Pam remains worried about the future of the GOP:
I’d like to thank Liz Cheney and Adam Kinzinger of the January 6 committee. Liz showed courage by bucking the sycophants in her party, knowing that it would cost her the election in Wyoming. She is a profile in courage. Together, she and Adam exposed the duplicitous Trump, the evil PR genius. He manipulated the press and they gave him too much coverage. The former president of CBS, Leslie Moonves, said, when he was asked about whether CBS would cover Trump, “It may not be good for America, but it's damn good for CBS. He was correct.
The remaining question: What will the Republican Party do now? They had two opportunities to help the country rid us of the evil genius, but they chose to sit on their thumbs. If we fail to prosecute these evildoers, we encourage more white supremacy and vigilantism. We need to right these wrongs. Our failure to act will only cause further damage.
And Jerome critiques coverage of his local municipal election:
This morning, the day after the midterms, I noticed something interesting on local TV news in my city of about 1 million souls. Much is being made on the local news of the potential that the majority of the members of our new city council will belong to one racial or ethnic-minority group or another, thus creating a so-called majority-minority city council.
Except, based on the last census, that can’t by definition really be the case. Demographically, the city is currently 48.2 percent non-Hispanic white (Anglo in local parlance). All others are lumped together by the news media as minorities. So, in fact, the new city council will not be the advertised majority-minority council. Rather, we will find that the democratic process reflects the racial and ethnic makeup of people in a diverse city—a city in which the current majority is composed of individuals who were formerly identified collectively as minorities.
When racial and ethnic minorities become the majority, will they continue to define themselves collectively as minorities? Conversely, when the white (Anglo) majority becomes the minority, will it claim the minority label and the burden of grievance that goes with minority status? Six-and-a-half percent of individuals in our city report belonging to two or more races. In the past, because of our country’s history of racism, mixed-race children of Black and white parents claimed Black as their race by default. In recent years, many mixed-race young people have rejected classification and opted out of the racial-sorting game. As that cohort of the population grows, will racial political discourse become a relic?
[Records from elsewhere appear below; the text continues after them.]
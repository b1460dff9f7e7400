//! Field sources: scalar potentials emitted by the goal and the obstacles.
//!
//! Every source is the same unnormalized Gaussian bump centred on its
//! position; only the sign differs. The goal pulls (negative values, deeper
//! near the centre) and obstacles push (positive values, higher near the
//! centre). The navigator sums one attractive and any number of repulsive
//! contributions to score a candidate position.
//!
//! All implementations are pure: same query, same output.

use std::f64::consts::TAU;

use serde::{Deserialize, Serialize};

use crate::color::Srgb;
use crate::draw::{Appearance, Drawable, DEFAULT_DRAW_RADIUS};
use crate::error::{require_finite, require_positive, NavError};
use crate::position::{distance_squared, Position};

/// Default Gaussian spread.
pub const DEFAULT_SIGMA: f64 = 1.0;
/// Default `mu`. Stored with the source but not part of the field formula.
pub const DEFAULT_MU: f64 = 1.0;

/// A scalar potential defined over the whole plane.
pub trait FieldSource: Send + Sync {
    /// Value of the field at `query`.
    fn evaluate(&self, query: Position) -> f64;
}

/// Whether a source attracts or repels.
#[derive(Debug, Clone, Copy, PartialEq, Eq, Serialize, Deserialize)]
#[serde(rename_all = "snake_case")]
pub enum Polarity {
    Attractive,
    Repulsive,
}

impl Polarity {
    /// `-1.0` for attractive sources, `+1.0` for repulsive ones.
    pub fn sign(self) -> f64 {
        match self {
            Polarity::Attractive => -1.0,
            Polarity::Repulsive => 1.0,
        }
    }
}

/// Peak magnitude of the bump, `1 / (sigma * sqrt(2π))`.
pub fn gaussian_peak(sigma: f64) -> f64 {
    1.0 / (sigma * TAU.sqrt())
}

/// Signed Gaussian bump centred on `center` with spread `sigma`, sampled at `query`.
///
/// `sign * (1 / (sigma * sqrt(2π))) * exp(-|center - query|² / (2 sigma²))`.
/// `sigma` must be positive; sources validate this at construction.
pub fn gaussian_bump(center: Position, sigma: f64, sign: f64, query: Position) -> f64 {
    let exponent = -(distance_squared(center, query) / (2.0 * sigma * sigma));
    sign * gaussian_peak(sigma) * exponent.exp()
}

/// A goal or obstacle: a positioned Gaussian potential.
#[derive(Debug, Clone, PartialEq)]
pub struct PotentialSource {
    center: Position,
    sigma: f64,
    mu: f64,
    polarity: Polarity,
    appearance: Appearance,
}

impl PotentialSource {
    /// Creates a source with the given polarity.
    ///
    /// Returns `NavError::InvalidParameter` if `center` has a non-finite
    /// coordinate or `sigma` is not finite and strictly positive. The default appearance is green for attractive
    /// sources and red for repulsive ones.
    pub fn new(polarity: Polarity, center: Position, sigma: f64) -> Result<Self, NavError> {
        let center = require_finite("center", center)?;
        let sigma = require_positive("sigma", sigma)?;
        let color = match polarity {
            Polarity::Attractive => Srgb::GREEN,
            Polarity::Repulsive => Srgb::RED,
        };
        Ok(Self {
            center,
            sigma,
            mu: DEFAULT_MU,
            polarity,
            appearance: Appearance::new(DEFAULT_DRAW_RADIUS, color),
        })
    }

    /// Attractive source (the goal).
    pub fn goal(center: Position, sigma: f64) -> Result<Self, NavError> {
        Self::new(Polarity::Attractive, center, sigma)
    }

    /// Repulsive source (an obstacle).
    pub fn obstacle(center: Position, sigma: f64) -> Result<Self, NavError> {
        Self::new(Polarity::Repulsive, center, sigma)
    }

    /// Returns the source with `mu` replaced.
    pub fn with_mu(mut self, mu: f64) -> Self {
        self.mu = mu;
        self
    }

    /// Returns the source with a custom appearance.
    pub fn with_appearance(mut self, appearance: Appearance) -> Self {
        self.appearance = appearance;
        self
    }

    pub fn center(&self) -> Position {
        self.center
    }

    pub fn sigma(&self) -> f64 {
        self.sigma
    }

    /// Stored for configuration symmetry; [`evaluate`](FieldSource::evaluate) ignores it.
    pub fn mu(&self) -> f64 {
        self.mu
    }

    pub fn polarity(&self) -> Polarity {
        self.polarity
    }
}

impl FieldSource for PotentialSource {
    fn evaluate(&self, query: Position) -> f64 {
        gaussian_bump(self.center, self.sigma, self.polarity.sign(), query)
    }
}

impl Drawable for PotentialSource {
    fn position(&self) -> Position {
        self.center
    }

    fn appearance(&self) -> Appearance {
        self.appearance
    }
}

#[cfg(test)]
mod tests {
    use super::*;

    fn origin() -> Position {
        Position::new(0.0, 0.0)
    }

    #[test]
    fn goal_at_its_centre_is_negative_peak() {
        let goal = PotentialSource::goal(Position::new(4.0, -2.0), 3.0).unwrap();
        let expected = -1.0 / (3.0 * (2.0 * std::f64::consts::PI).sqrt());
        assert!((goal.evaluate(Position::new(4.0, -2.0)) - expected).abs() < 1e-15);
    }

    #[test]
    fn obstacle_at_its_centre_is_positive_peak() {
        let obstacle = PotentialSource::obstacle(origin(), 5.0).unwrap();
        let expected = 1.0 / (5.0 * (2.0 * std::f64::consts::PI).sqrt());
        assert!((obstacle.evaluate(origin()) - expected).abs() < 1e-15);
    }

    #[test]
    fn goal_and_obstacle_differ_only_by_sign() {
        let goal = PotentialSource::goal(origin(), 2.0).unwrap();
        let obstacle = PotentialSource::obstacle(origin(), 2.0).unwrap();
        for q in [origin(), Position::new(1.0, 1.0), Position::new(-3.5, 0.25)] {
            assert_eq!(goal.evaluate(q), -obstacle.evaluate(q));
        }
    }

    #[test]
    fn value_at_one_sigma_is_peak_times_exp_minus_half() {
        let obstacle = PotentialSource::obstacle(origin(), 2.0).unwrap();
        let at_sigma = obstacle.evaluate(Position::new(2.0, 0.0));
        let expected = gaussian_peak(2.0) * (-0.5_f64).exp();
        assert!((at_sigma - expected).abs() < 1e-15);
    }

    #[test]
    fn goal_deepens_toward_centre() {
        let goal = PotentialSource::goal(origin(), 10.0).unwrap();
        let near = goal.evaluate(Position::new(1.0, 0.0));
        let far = goal.evaluate(Position::new(20.0, 0.0));
        assert!(near < far, "near={near} should be lower than far={far}");
    }

    #[test]
    fn zero_sigma_is_rejected() {
        let result = PotentialSource::goal(origin(), 0.0);
        assert!(matches!(
            result,
            Err(NavError::InvalidParameter { ref name, .. }) if name == "sigma"
        ));
        assert!(PotentialSource::obstacle(origin(), 0.0).is_err());
    }

    #[test]
    fn negative_and_nan_sigma_are_rejected() {
        assert!(PotentialSource::obstacle(origin(), -1.0).is_err());
        assert!(PotentialSource::obstacle(origin(), f64::NAN).is_err());
    }

    #[test]
    fn non_finite_center_is_rejected() {
        let result = PotentialSource::goal(Position::new(f64::NAN, 0.0), 1.0);
        assert!(matches!(
            result,
            Err(NavError::InvalidParameter { ref name, .. }) if name == "center.x"
        ));
        assert!(PotentialSource::obstacle(Position::new(0.0, f64::INFINITY), 1.0).is_err());
    }

    #[test]
    fn mu_is_stored_but_does_not_change_the_field() {
        let plain = PotentialSource::goal(origin(), 4.0).unwrap();
        let shifted = plain.clone().with_mu(42.0);
        assert_eq!(plain.mu(), DEFAULT_MU);
        assert_eq!(shifted.mu(), 42.0);
        let q = Position::new(1.0, 2.0);
        assert_eq!(plain.evaluate(q), shifted.evaluate(q));
    }

    #[test]
    fn default_appearance_depends_on_polarity() {
        let goal = PotentialSource::goal(origin(), 1.0).unwrap();
        let obstacle = PotentialSource::obstacle(origin(), 1.0).unwrap();
        assert_eq!(goal.appearance().color, Srgb::GREEN);
        assert_eq!(obstacle.appearance().color, Srgb::RED);
        assert_eq!(goal.appearance().radius, DEFAULT_DRAW_RADIUS);
    }

    mod proptests {
        use super::*;
        use proptest::prelude::*;

        fn any_coord() -> impl Strategy<Value = f64> {
            -1e4_f64..1e4
        }

        fn any_sigma() -> impl Strategy<Value = f64> {
            0.01_f64..1e6
        }

        proptest! {
            #[test]
            fn values_are_finite_and_bounded_by_peak(
                cx in any_coord(), cy in any_coord(),
                qx in any_coord(), qy in any_coord(),
                sigma in any_sigma(),
            ) {
                let obstacle = PotentialSource::obstacle(Position::new(cx, cy), sigma).unwrap();
                let v = obstacle.evaluate(Position::new(qx, qy));
                prop_assert!(v.is_finite());
                prop_assert!(v >= 0.0);
                prop_assert!(v <= gaussian_peak(sigma) * (1.0 + 1e-12));
            }

            #[test]
            fn attractive_values_are_never_positive(
                qx in any_coord(), qy in any_coord(),
                sigma in any_sigma(),
            ) {
                let goal = PotentialSource::goal(Position::new(0.0, 0.0), sigma).unwrap();
                prop_assert!(goal.evaluate(Position::new(qx, qy)) <= 0.0);
            }

            #[test]
            fn evaluate_is_deterministic(
                qx in any_coord(), qy in any_coord(),
                sigma in any_sigma(),
            ) {
                let a = PotentialSource::goal(Position::new(1.0, 1.0), sigma).unwrap();
                let b = PotentialSource::goal(Position::new(1.0, 1.0), sigma).unwrap();
                let q = Position::new(qx, qy);
                prop_assert_eq!(a.evaluate(q).to_bits(), b.evaluate(q).to_bits());
            }
        }
    }
}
Perhaps we need to reframe how we talk about race in politics. The way that people hear, interpret, and act on matters of race is based on the language we use and the framing of our argument. I believe that people of good will can find common ground once we acknowledge our shared humanity. We need to imagine the best we can do and keep it as simple as possible, with kindness, respect, and compassion as the hallmarks of our dialogue.
Thanks for all your emails, and see you later this week.